結論 本件審判の請求は、成り立たない。 
理由 1.手続の経緯・本願発明
本件出願は、平成9年6月10日の出願であって、その請求項1及び2に係る発明は、平成18年4月24日付け手続補正により補正された明細書及び図面の記載からみて、その特許請求の範囲の請求項1及び2に記載された事項により特定されるとおりのものと認められるところ、請求項1の記載は以下のとおりである。
(なお、平成17年6月1日付け手続補正は、当審において、特許法第159条第1項において読み替えて準用する同法第53条第1項の規定により別途決定をもって却下された。)

「【請求項1】
転動体の転動を介してスライダが案内レールに沿って移動し、前記スライド(審決註:「スライダ」の誤記と認める。)の端部に潤滑剤供給体を備えるリニアガイド装置であって、
該潤滑剤供給体として、潤滑剤を含有した合成樹脂から構成され、潤滑を必要とする複数の部材に適用されて、この部材に対して前記合成樹脂から徐々に滲出して来る潤滑剤を供給するように構成され、前記潤滑剤がFDA(米国食品医薬品局)の基準に適合した流動パラフィン、または流動パラフィンを基油とし増ちょう剤をアルミニウム石けんとしたグリースからなるとともに、前記合成樹脂がポリオレフィン系合成樹脂からなる潤滑剤供給体を使用してなり、前記潤滑剤供給体中の前記潤滑剤の含有量が50〜80重量%であり、前記ポリオレフィン系合成樹脂がFDAの基準に適合した酸化防止剤及び紫外線吸収剤の少なくとも一方を0.001〜0.05重量%含有するFDAの基準に適合したポリオレフィン系合成樹脂であり、
前記スライダの内部に、FDAの基準に適合した流動パラフィンを基油とし、増ちょう剤がアルミニウム石けんであるグリースが充填されていることを特徴とする、
リニアガイド装置。
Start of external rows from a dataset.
// Copyright 2019-2021 Parity Technologies (UK) Ltd.
// This file is part of fair-pool.

// fair-pool is free software: you can redistribute it and/or modify
// it under the terms of the GNU General Public License as published by
// the Free Software Foundation, either version 3 of the License, or
// (at your option) any later version.

// fair-pool is distributed in the hope that it will be useful,
// but WITHOUT ANY WARRANTY; without even the implied warranty of
// MERCHANTABILITY or FITNESS FOR A PARTICULAR PURPOSE.  See the
// GNU General Public License for more details.

// You should have received a copy of the GNU General Public License
// along with fair-pool. If not, see <http://www.gnu.org/licenses/>.

//! Worker pool that dispatches submitted jobs in tag-fair order.
//!
//! One mutex and one condvar guard the queue, the wanted/live worker counts,
//! the disposing flag and the worker handle set; nothing is ever locked while
//! another lock is held. Workers resize the pool themselves: after every job
//! each worker compares the live count against the wanted count, exits when
//! over it and spawns the shortfall when under it.

use std::{
	any::Any,
	panic::{catch_unwind, AssertUnwindSafe},
	sync::{
		atomic::{AtomicUsize, Ordering},
		Arc,
	},
	thread,
	time::{Duration, Instant},
};

use hashbrown::HashMap;
use parking_lot::{Condvar, Mutex};
use serde::Deserialize;

use crate::{
	error::{Error, PerformError, Result},
	future::{Future, Waitable},
	queue::{FairQueue, Tag},
};

/// A unit of work accepted by the pool.
pub type Job = Box<dyn FnOnce() + Send + 'static>;

/// Feeds the `fair-pool-N` default names.
static POOL_ID: AtomicUsize = AtomicUsize::new(0);

/// Pool sizing and teardown knobs, deserializable from host configuration.
#[derive(Clone, Debug, Deserialize)]
pub struct PoolConfig {
	/// Number of worker threads to start with.
	#[serde(default = "default_threads")]
	pub threads: usize,
	/// Pool name; also the prefix of its worker thread names.
	#[serde(default)]
	pub name: Option<String>,
	/// Upper bound on how long `dispose` waits for workers to drain.
	#[serde(default = "default_join_timeout_ms")]
	pub join_timeout_ms: u64,
}

impl Default for PoolConfig {
	fn default() -> Self {
		Self { threads: default_threads(), name: None, join_timeout_ms: default_join_timeout_ms() }
	}
}

fn default_threads() -> usize {
	num_cpus::get()
}

const fn default_join_timeout_ms() -> u64 {
	100
}

/// Builder pattern struct for [`FairPool`].
#[derive(Default)]
pub struct Builder {
	threads: Option<usize>,
	name: Option<String>,
	join_timeout: Option<Duration>,
}

impl Builder {
	/// Number of worker threads. Defaults to the number of logical CPUs.
	pub fn threads(mut self, threads: usize) -> Self {
		self.threads = Some(threads);
		self
	}

	/// Name the pool; worker threads are named `{pool}-{worker}`.
	pub fn name<S: AsRef<str>>(mut self, name: S) -> Self {
		self.name = Some(name.as_ref().to_string());
		self
	}

	/// Upper bound on how long `dispose` waits for workers to drain.
	pub fn join_timeout(mut self, timeout: Duration) -> Self {
		self.join_timeout = Some(timeout);
		self
	}

	pub fn build(self) -> Result<FairPool> {
		let threads = self.threads.unwrap_or_else(num_cpus::get);
		if threads == 0 {
			return Err(Error::InvalidThreadCount(threads));
		}
		let name =
			self.name.unwrap_or_else(|| format!("fair-pool-{}", POOL_ID.fetch_add(1, Ordering::Relaxed)));
		let join_timeout =
			self.join_timeout.unwrap_or_else(|| Duration::from_millis(default_join_timeout_ms()));

		let shared = Arc::new(Shared {
			name,
			state: Mutex::new(PoolState {
				queue: FairQueue::new(),
				wanted: threads,
				alive: 0,
				disposing: false,
				workers: HashMap::new(),
				next_worker: 0,
			}),
			work: Condvar::new(),
			running: AtomicUsize::new(0),
			join_timeout,
		});
		{
			let mut state = shared.state.lock();
			for _ in 0..threads {
				spawn_worker(&shared, &mut state)?;
			}
		}
		log::debug!("pool {} started with {} threads", shared.name, threads);
		Ok(FairPool { shared })
	}
}

struct PoolState {
	queue: FairQueue<Job>,
	/// Worker count requested via `set_threads`; workers converge on it.
	wanted: usize,
	/// Workers currently live, including ones mid-job.
	alive: usize,
	disposing: bool,
	workers: HashMap<usize, thread::JoinHandle<()>>,
	next_worker: usize,
}

struct Shared {
	name: String,
	state: Mutex<PoolState>,
	work: Condvar,
	running: AtomicUsize,
	join_timeout: Duration,
}

/// A pool of worker threads pulling jobs off a shared [`FairQueue`].
///
/// Jobs submitted under the same tag run in submission order (with respect to
/// each other); tags are served round-robin, so a flood under one tag cannot
/// starve the rest. Handles are cheap clones; `dispose` tears the workers
/// down from any of them.
#[derive(Clone)]
pub struct FairPool {
	shared: Arc<Shared>,
}

impl FairPool {
	/// Pool with `threads` workers and a generated name.
	pub fn new(threads: usize) -> Result<Self> {
		Self::builder().threads(threads).build()
	}

	pub fn builder() -> Builder {
		Builder::default()
	}

	pub fn from_config(config: &PoolConfig) -> Result<Self> {
		let mut builder = Self::builder()
			.threads(config.threads)
			.join_timeout(Duration::from_millis(config.join_timeout_ms));
		if let Some(name) = &config.name {
			builder = builder.name(name);
		}
		builder.build()
	}

	pub fn name(&self) -> &str {
		&self.shared.name
	}

	/// Enqueue a job under the default tag.
	pub fn submit<F>(&self, job: F)
	where
		F: FnOnce() + Send + 'static,
	{
		self.submit_tagged(0, job)
	}

	/// Enqueue a job under `tag`. Never fails; once the pool is disposing the
	/// job is dropped without running.
	pub fn submit_tagged<F>(&self, tag: Tag, job: F)
	where
		F: FnOnce() + Send + 'static,
	{
		let mut state = self.shared.state.lock();
		if state.disposing {
			log::debug!("pool {}: dropping submission, pool is disposing", self.shared.name);
			return;
		}
		state.queue.enqueue_tagged(tag, Box::new(job));
		self.shared.work.notify_one();
	}

	/// Enqueue a job and get a handle that can be waited on for completion.
	/// A job that panics still completes its waitable.
	pub fn submit_waitable<F>(&self, tag: Tag, job: F) -> Waitable
	where
		F: FnOnce() + Send + 'static,
	{
		let future = Future::new();
		let done = future.clone();
		self.submit_tagged(tag, move || match catch_unwind(AssertUnwindSafe(job)) {
			Ok(()) => {
				let _ = done.set_value(true);
			}
			Err(panic) => {
				let _ = done.set_error(extract_panic_info(&panic));
			}
		});
		Waitable::new(future)
	}

	/// Enqueue a value-producing job; its result (or failure) is published
	/// into the returned future.
	pub fn submit_future<T, F>(&self, tag: Tag, job: F) -> Future<T>
	where
		T: Send + 'static,
		F: FnOnce() -> std::result::Result<T, PerformError> + Send + 'static,
	{
		let future = Future::new();
		let published = future.clone();
		self.submit_tagged(tag, move || match catch_unwind(AssertUnwindSafe(job)) {
			Ok(Ok(value)) => {
				let _ = published.set_value(value);
			}
			Ok(Err(error)) => {
				let _ = published.set_error(error);
			}
			Err(panic) => {
				let _ = published.set_error(extract_panic_info(&panic));
			}
		});
		future
	}

	/// Jobs waiting in the queue.
	pub fn pending(&self) -> usize {
		self.shared.state.lock().queue.count()
	}

	/// Jobs currently executing on a worker.
	pub fn running(&self) -> usize {
		self.shared.running.load(Ordering::SeqCst)
	}

	/// Workers currently live.
	pub fn threads(&self) -> usize {
		self.shared.state.lock().alive
	}

	/// Request a new worker count. Growing spawns eagerly the next time any
	/// worker reconciles; shrinking lets excess workers exit one by one as
	/// they come off a job. Idle workers are woken so both happen without
	/// waiting for a submission.
	pub fn set_threads(&self, threads: usize) -> Result<()> {
		if threads == 0 {
			return Err(Error::InvalidThreadCount(threads));
		}
		let mut state = self.shared.state.lock();
		if state.disposing {
			return Ok(());
		}
		state.wanted = threads;
		self.shared.work.notify_all();
		Ok(())
	}

	/// Shut the pool down. Jobs already running finish; queued jobs are
	/// released without being run; workers are joined for at most the
	/// configured timeout and detached past it. Calling this more than once
	/// is harmless.
	pub fn dispose(&self) {
		let handles: Vec<thread::JoinHandle<()>> = {
			let mut state = self.shared.state.lock();
			state.disposing = true;
			let dropped = state.queue.count();
			if dropped > 0 {
				log::debug!("pool {}: discarding {} queued jobs on dispose", self.shared.name, dropped);
			}
			while state.queue.dequeue().is_ok() {}
			let handles = state.workers.drain().map(|(_, handle)| handle).collect();
			self.shared.work.notify_all();
			handles
		};

		let deadline = Instant::now() + self.shared.join_timeout;
		{
			let mut state = self.shared.state.lock();
			while state.alive > 0 {
				if self.shared.work.wait_until(&mut state, deadline).timed_out() {
					log::warn!(
						"pool {}: {} workers still busy after {:?}, detaching",
						self.shared.name,
						state.alive,
						self.shared.join_timeout
					);
					break;
				}
			}
		}

		let current = thread::current().id();
		for handle in handles {
			// disposing from inside a job must not join the calling worker
			if handle.thread().id() == current || !handle.is_finished() {
				continue;
			}
			if handle.join().is_err() {
				log::error!("pool {}: worker terminated abnormally", self.shared.name);
			}
		}
	}
}

#[cfg(any(test, feature = "test_components"))]
impl FairPool {
	/// Block until the queue is drained and nothing is executing.
	pub fn join(&self) {
		let mut state = self.shared.state.lock();
		while !(state.queue.is_empty() && self.shared.running.load(Ordering::SeqCst) == 0) {
			self.shared.work.wait_for(&mut state, Duration::from_millis(10));
		}
	}
}

/// Must be called with the pool lock held.
fn spawn_worker(shared: &Arc<Shared>, state: &mut PoolState) -> Result<()> {
	let id = state.next_worker;
	state.next_worker += 1;
	let for_worker = Arc::clone(shared);
	let handle = thread::Builder::new()
		.name(format!("{}-{}", shared.name, id))
		.spawn(move || worker_loop(for_worker, id))?;
	state.workers.insert(id, handle);
	state.alive += 1;
	Ok(())
}

fn worker_loop(shared: Arc<Shared>, id: usize) {
	loop {
		if let Some(job) = next_job(&shared) {
			shared.running.fetch_add(1, Ordering::SeqCst);
			let outcome = catch_unwind(AssertUnwindSafe(job));
			shared.running.fetch_sub(1, Ordering::SeqCst);
			if let Err(panic) = outcome {
				// a failed job never takes its worker down with it
				log::warn!("pool {}: {}", shared.name, extract_panic_info(&panic));
			}
		}
		if !reconcile(&shared, id) {
			return;
		}
	}
}

fn next_job(shared: &Shared) -> Option<Job> {
	let mut state = shared.state.lock();
	while !state.disposing && state.queue.is_empty() && state.alive == state.wanted {
		shared.work.wait(&mut state);
	}
	if state.disposing {
		return None;
	}
	state.queue.dequeue().ok().map(|(job, _tag)| job)
}

/// Compare the live worker count against the wanted one and adjust; returns
/// `false` when this worker should exit.
fn reconcile(shared: &Arc<Shared>, id: usize) -> bool {
	let mut state = shared.state.lock();
	if state.disposing || state.alive > state.wanted {
		state.alive -= 1;
		state.workers.remove(&id);
		shared.work.notify_all();
		return false;
	}
	while state.alive < state.wanted {
		if let Err(error) = spawn_worker(shared, &mut state) {
			log::error!("pool {}: failed to spawn worker: {}", shared.name, error);
			break;
		}
	}
	if state.queue.is_empty() && shared.running.load(Ordering::SeqCst) == 0 {
		// lets `dispose` and `join` waiters re-check
		shared.work.notify_all();
	}
	true
}

/// Render a panic payload into a job error, in the same shapes `panic!`
/// produces them.
fn extract_panic_info(panic: &(dyn Any + Send + 'static)) -> PerformError {
	if let Some(message) = panic.downcast_ref::<&'static str>() {
		format!("job panicked: {}", message).into()
	} else if let Some(message) = panic.downcast_ref::<String>() {
		format!("job panicked: {}", message).into()
	} else {
		"job panicked".into()
	}
}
」

2.引用刊行物
これに対し、当審において、平成18年2月23日付けで通知した拒絶の理由に引用された、本件出願前に頒布された刊行物である次の刊行物A〜Gには、概略以下の技術的事項が記載されている。

刊行物A:特開平6-346919号公報
刊行物B:特開平2-209995号公報
刊行物C:特開平7-173480号公報
刊行物D:特開昭63-57661号公報
刊行物E:特開平8-117245号公報
刊行物F:特開平9-14452号公報
刊行物G:実願平5-33341号(実開平7-4952号)のCD-ROM

(2-1)刊行物A
「リニアガイドのシール装置」に関し、図面とともに次の記載がある。
[A-イ]「【産業上の利用分野】本発明は、工作機械,産業機械等に用いられるリニアガイドのシール装置の改良に関する。」(2頁1欄19〜21行、段落【0001】)
[A-ロ]「【課題を解決するための手段】上記の目的を達成する本発明は、軸方向の転動体転動溝を有する案内レールと、その案内レールの転動体転動溝に対向する転動体転動溝を有しかつこの溝に平行な転動体戻り通路及びこの通路と前記溝とを連通させる湾曲路を有し前記対向する転動体転動溝内を転動する多数の転動体の転動により前記案内レールに案内されて相対移動するスライダよりなるリニアガイドの前記スライダに取付けられ、スライダ内面と案内レールの外面との間に介在されるリニアガイドのシール装置に係り、前記シール装置は潤滑剤含有のゴム又は合成樹脂により形成したシールリップ部を有し、そのシールリップ部が前記案内レールの外面と接触して前記スライダ内面と前記案内レールの外面との間のすきまの開口をシールするように構成したことを特徴とする。」(2頁2欄45行〜3頁3欄8行、段落【0008】)
[A-ハ]「【発明の効果】以上説明したように、本発明のリニアガイドのシール装置は、潤滑剤含有のゴム又は合成樹脂により形成したシールリップ部を有し、そのシールリップ部が案内レールの外面と接触してスライダ内面と案内レールの外面との間のすきまの開口をシールするように構成したため、常時連続的に潤滑剤含有のシール本体から潤滑剤がシール部位に供給されて、その結果、たとえ木片や鋳物粉等のゴミが振りかかるような環境下で使用しても、格別に摩耗が促進されることがなく低摩擦が維持できて良好な作動性及び防塵性が確保できるという効果を奏する。」(4頁5欄39行〜6欄7行、段落【0023】)
[A-ニ]「また、従来のグリース封入のリニアガイド装置ではグリースの一部しか有効に使えないのに対して、本発明の潤滑剤含有のシール装置の場合は含有する殆ど全部の潤滑剤が使えて長期にわたり補給せずに済むという効果がある。」(4頁6欄8〜12行、段落【0024】)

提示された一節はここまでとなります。